__AIM OF THE EXERCISE__.
Reproduce each line from the first in the data through the line that contains "#[derive(Debug, Clone, PartialEq, Eq, Hash)]" exactly; give nothing else.

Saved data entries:
_ _ _ _ _ _ _

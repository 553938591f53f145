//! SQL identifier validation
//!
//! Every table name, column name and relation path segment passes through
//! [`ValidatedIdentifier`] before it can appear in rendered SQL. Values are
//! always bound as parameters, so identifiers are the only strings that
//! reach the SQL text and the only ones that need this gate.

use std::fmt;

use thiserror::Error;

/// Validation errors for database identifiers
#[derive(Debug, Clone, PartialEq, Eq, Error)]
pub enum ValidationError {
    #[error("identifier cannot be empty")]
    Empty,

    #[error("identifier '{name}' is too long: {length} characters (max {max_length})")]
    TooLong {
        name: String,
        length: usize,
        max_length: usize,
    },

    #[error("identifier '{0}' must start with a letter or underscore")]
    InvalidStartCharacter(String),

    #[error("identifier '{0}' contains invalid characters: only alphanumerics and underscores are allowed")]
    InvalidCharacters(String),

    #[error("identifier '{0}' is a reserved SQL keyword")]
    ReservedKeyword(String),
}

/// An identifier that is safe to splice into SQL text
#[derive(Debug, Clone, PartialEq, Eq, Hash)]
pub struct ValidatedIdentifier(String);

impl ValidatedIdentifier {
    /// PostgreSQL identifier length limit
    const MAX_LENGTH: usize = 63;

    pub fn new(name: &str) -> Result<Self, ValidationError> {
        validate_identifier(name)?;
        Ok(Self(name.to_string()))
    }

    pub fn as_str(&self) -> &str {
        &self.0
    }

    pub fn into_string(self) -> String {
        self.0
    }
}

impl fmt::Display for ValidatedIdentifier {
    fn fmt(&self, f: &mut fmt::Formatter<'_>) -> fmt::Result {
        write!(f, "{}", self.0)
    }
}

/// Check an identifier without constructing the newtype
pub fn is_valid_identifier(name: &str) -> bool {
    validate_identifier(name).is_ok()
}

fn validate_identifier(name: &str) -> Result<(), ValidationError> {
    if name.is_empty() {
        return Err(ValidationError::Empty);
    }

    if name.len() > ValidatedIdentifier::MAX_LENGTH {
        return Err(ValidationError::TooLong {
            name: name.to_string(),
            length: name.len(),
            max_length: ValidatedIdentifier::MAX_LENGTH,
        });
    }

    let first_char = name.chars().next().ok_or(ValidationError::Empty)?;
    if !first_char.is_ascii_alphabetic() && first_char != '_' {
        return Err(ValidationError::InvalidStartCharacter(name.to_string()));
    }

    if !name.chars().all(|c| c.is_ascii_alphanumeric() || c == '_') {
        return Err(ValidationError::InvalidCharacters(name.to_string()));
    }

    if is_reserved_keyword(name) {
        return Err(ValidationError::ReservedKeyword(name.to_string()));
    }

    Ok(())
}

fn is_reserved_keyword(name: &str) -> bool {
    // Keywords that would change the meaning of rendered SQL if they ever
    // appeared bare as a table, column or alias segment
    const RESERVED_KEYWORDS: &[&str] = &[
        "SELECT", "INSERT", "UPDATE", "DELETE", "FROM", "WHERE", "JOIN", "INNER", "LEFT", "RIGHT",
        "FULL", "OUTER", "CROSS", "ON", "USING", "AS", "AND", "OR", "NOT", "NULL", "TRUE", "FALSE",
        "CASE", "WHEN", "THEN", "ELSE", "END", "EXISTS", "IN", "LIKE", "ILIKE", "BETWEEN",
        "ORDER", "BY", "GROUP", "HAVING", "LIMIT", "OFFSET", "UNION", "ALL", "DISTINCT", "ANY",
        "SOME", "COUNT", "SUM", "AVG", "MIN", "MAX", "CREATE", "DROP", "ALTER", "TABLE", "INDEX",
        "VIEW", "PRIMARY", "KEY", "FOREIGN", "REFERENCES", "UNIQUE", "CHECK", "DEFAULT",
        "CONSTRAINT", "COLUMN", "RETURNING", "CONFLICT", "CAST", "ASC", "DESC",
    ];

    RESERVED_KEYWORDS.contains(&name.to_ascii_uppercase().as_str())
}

_ _ _ _ _ _ _

__ANSWER FOR THE TASK__.
repository 553938591f53f145
//! SQL identifier validation
//!
//! Every table name, column name and relation path segment passes through
//! [`ValidatedIdentifier`] before it can appear in rendered SQL. Values are
//! always bound as parameters, so identifiers are the only strings that
//! reach the SQL text and the only ones that need this gate.

use std::fmt;

use thiserror::Error;

/// Validation errors for database identifiers
#[derive(Debug, Clone, PartialEq, Eq, Error)]
pub enum ValidationError {
    #[error("identifier cannot be empty")]
    Empty,

    #[error("identifier '{name}' is too long: {length} characters (max {max_length})")]
    TooLong {
        name: String,
        length: usize,
        max_length: usize,
    },

    #[error("identifier '{0}' must start with a letter or underscore")]
    InvalidStartCharacter(String),

    #[error("identifier '{0}' contains invalid characters: only alphanumerics and underscores are allowed")]
    InvalidCharacters(String),

    #[error("identifier '{0}' is a reserved SQL keyword")]
    ReservedKeyword(String),
}

/// An identifier that is safe to splice into SQL text
#[derive(Debug, Clone, PartialEq, Eq, Hash)]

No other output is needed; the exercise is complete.